---------- Records for this exercise ----------

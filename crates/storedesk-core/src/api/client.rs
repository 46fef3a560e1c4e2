//! API client for the store backend.
//!
//! `ApiClient` composes the transport with the request and response stages
//! and exposes typed `get`/`post`/`put`/`patch`/`delete` helpers. Every call
//! goes through the same pipeline:
//! caller -> `RequestStage` -> transport -> `ResponseStage` -> caller.

use std::sync::Arc;
use std::time::{Duration, Instant};

use reqwest::Method;
use serde::de::DeserializeOwned;
use serde::Serialize;
use serde_json::Value;

use super::{
    ApiBaseUrl, ApiError, ApiRequest, ApiResponse, RequestOptions, RequestStage, ResponseStage,
    TimeoutPolicy, Transport, TransportError,
};
use crate::auth::{CredentialStore, Navigator, NavigatorSlot, RefreshCoordinator};

/// Timeout for the connectivity test.
const CONNECTION_TEST_TIMEOUT_SECS: u64 = 5;

/// Result of an API connectivity test.
#[derive(Debug, Clone, PartialEq, Eq, Serialize)]
pub struct ConnectionTestResult {
    pub connected: bool,
    pub latency_ms: Option<u64>,
    /// HTTP status, or 0 if nothing answered
    pub status: u16,
    pub message: String,
}

/// Clone is cheap - all state is behind `Arc`s and clones share the same
/// refresh coordinator, base URL and credential store.
#[derive(Clone)]
pub struct ApiClient {
    transport: Arc<dyn Transport>,
    store: Arc<dyn CredentialStore>,
    base_url: Arc<ApiBaseUrl>,
    refresher: Arc<RefreshCoordinator>,
    navigator: Arc<NavigatorSlot>,
    request_stage: Arc<RequestStage>,
    response_stage: Arc<ResponseStage>,
}

impl ApiClient {
    pub fn new(
        transport: Arc<dyn Transport>,
        store: Arc<dyn CredentialStore>,
        base_url: Arc<ApiBaseUrl>,
        timeouts: TimeoutPolicy,
    ) -> Self {
        let refresher = Arc::new(RefreshCoordinator::new(
            transport.clone(),
            store.clone(),
            base_url.clone(),
            timeouts.clone(),
        ));
        let navigator = Arc::new(NavigatorSlot::default());

        let request_stage = Arc::new(RequestStage::new(
            store.clone(),
            refresher.clone(),
            base_url.clone(),
            timeouts,
        ));
        let response_stage = Arc::new(ResponseStage::new(
            transport.clone(),
            store.clone(),
            refresher.clone(),
            navigator.clone(),
        ));

        Self {
            transport,
            store,
            base_url,
            refresher,
            navigator,
            request_stage,
            response_stage,
        }
    }

    /// Bind the front-end navigator used for the session-expired redirect.
    pub fn set_navigator(&self, navigator: Arc<dyn Navigator>) {
        self.navigator.set(navigator);
    }

    pub fn base_url(&self) -> &Arc<ApiBaseUrl> {
        &self.base_url
    }

    pub fn credentials(&self) -> &Arc<dyn CredentialStore> {
        &self.store
    }

    pub fn refresher(&self) -> &Arc<RefreshCoordinator> {
        &self.refresher
    }

    /// Run a request through both stages and return the raw response.
    pub async fn execute(&self, mut request: ApiRequest) -> Result<ApiResponse, ApiError> {
        self.request_stage.prepare(&mut request).await?;
        let outcome = self.transport.send(&request).await;
        self.response_stage.complete(request, outcome).await
    }

    /// Send a request and decode the JSON response.
    pub async fn send<T: DeserializeOwned>(
        &self,
        method: Method,
        path: &str,
        body: Option<Value>,
        options: RequestOptions,
    ) -> Result<T, ApiError> {
        let mut request = ApiRequest::new(method, path).with_options(options);
        request.body = body;
        self.execute(request).await?.json()
    }

    fn encode<B: Serialize>(body: &B) -> Result<Value, ApiError> {
        serde_json::to_value(body).map_err(|e| ApiError::InvalidRequest(e.to_string()))
    }

    // ===== Verbs =====

    pub async fn get<T: DeserializeOwned>(&self, path: &str) -> Result<T, ApiError> {
        self.get_with(path, RequestOptions::default()).await
    }

    pub async fn get_with<T: DeserializeOwned>(
        &self,
        path: &str,
        options: RequestOptions,
    ) -> Result<T, ApiError> {
        self.send(Method::GET, path, None, options).await
    }

    pub async fn post<T: DeserializeOwned, B: Serialize>(
        &self,
        path: &str,
        body: &B,
    ) -> Result<T, ApiError> {
        self.post_with(path, body, RequestOptions::default()).await
    }

    pub async fn post_with<T: DeserializeOwned, B: Serialize>(
        &self,
        path: &str,
        body: &B,
        options: RequestOptions,
    ) -> Result<T, ApiError> {
        let body = Self::encode(body)?;
        self.send(Method::POST, path, Some(body), options).await
    }

    pub async fn put<T: DeserializeOwned, B: Serialize>(
        &self,
        path: &str,
        body: &B,
    ) -> Result<T, ApiError> {
        self.put_with(path, body, RequestOptions::default()).await
    }

    pub async fn put_with<T: DeserializeOwned, B: Serialize>(
        &self,
        path: &str,
        body: &B,
        options: RequestOptions,
    ) -> Result<T, ApiError> {
        let body = Self::encode(body)?;
        self.send(Method::PUT, path, Some(body), options).await
    }

    pub async fn patch<T: DeserializeOwned, B: Serialize>(
        &self,
        path: &str,
        body: &B,
    ) -> Result<T, ApiError> {
        self.patch_with(path, body, RequestOptions::default()).await
    }

    pub async fn patch_with<T: DeserializeOwned, B: Serialize>(
        &self,
        path: &str,
        body: &B,
        options: RequestOptions,
    ) -> Result<T, ApiError> {
        let body = Self::encode(body)?;
        self.send(Method::PATCH, path, Some(body), options).await
    }

    pub async fn delete<T: DeserializeOwned>(&self, path: &str) -> Result<T, ApiError> {
        self.delete_with(path, RequestOptions::default()).await
    }

    pub async fn delete_with<T: DeserializeOwned>(
        &self,
        path: &str,
        options: RequestOptions,
    ) -> Result<T, ApiError> {
        self.send(Method::DELETE, path, None, options).await
    }

    // ===== Connectivity =====

    /// Ping `<url>/` without credentials and measure latency. Uses the
    /// configured base URL unless `url_override` is given.
    pub async fn check_connection(&self, url_override: Option<&str>) -> ConnectionTestResult {
        let mut request = ApiRequest::new(Method::GET, "/");
        request.base_url = url_override
            .map(super::base_url::normalize)
            .unwrap_or_else(|| self.base_url.get());
        request.timeout = Some(Duration::from_secs(CONNECTION_TEST_TIMEOUT_SECS));

        let start = Instant::now();
        match self.transport.send(&request).await {
            Ok(response) => {
                let latency = start.elapsed().as_millis() as u64;
                ConnectionTestResult {
                    connected: true,
                    latency_ms: Some(latency),
                    status: response.status,
                    message: format!("API connected ({}ms)", latency),
                }
            }
            Err(TransportError::Timeout(_)) => ConnectionTestResult {
                connected: false,
                latency_ms: None,
                status: 0,
                message: format!("Timeout (>{}s)", CONNECTION_TEST_TIMEOUT_SECS),
            },
            Err(TransportError::Network(e)) => ConnectionTestResult {
                connected: false,
                latency_ms: None,
                status: 0,
                message: format!("Network error - check the URL ({})", e),
            },
        }
    }
}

----------

■ Work item: Check each line of the records above for the string "Instant", and report every line that has it.

■ Reply to the task:
use std::time::{Duration, Instant};
        let start = Instant::now();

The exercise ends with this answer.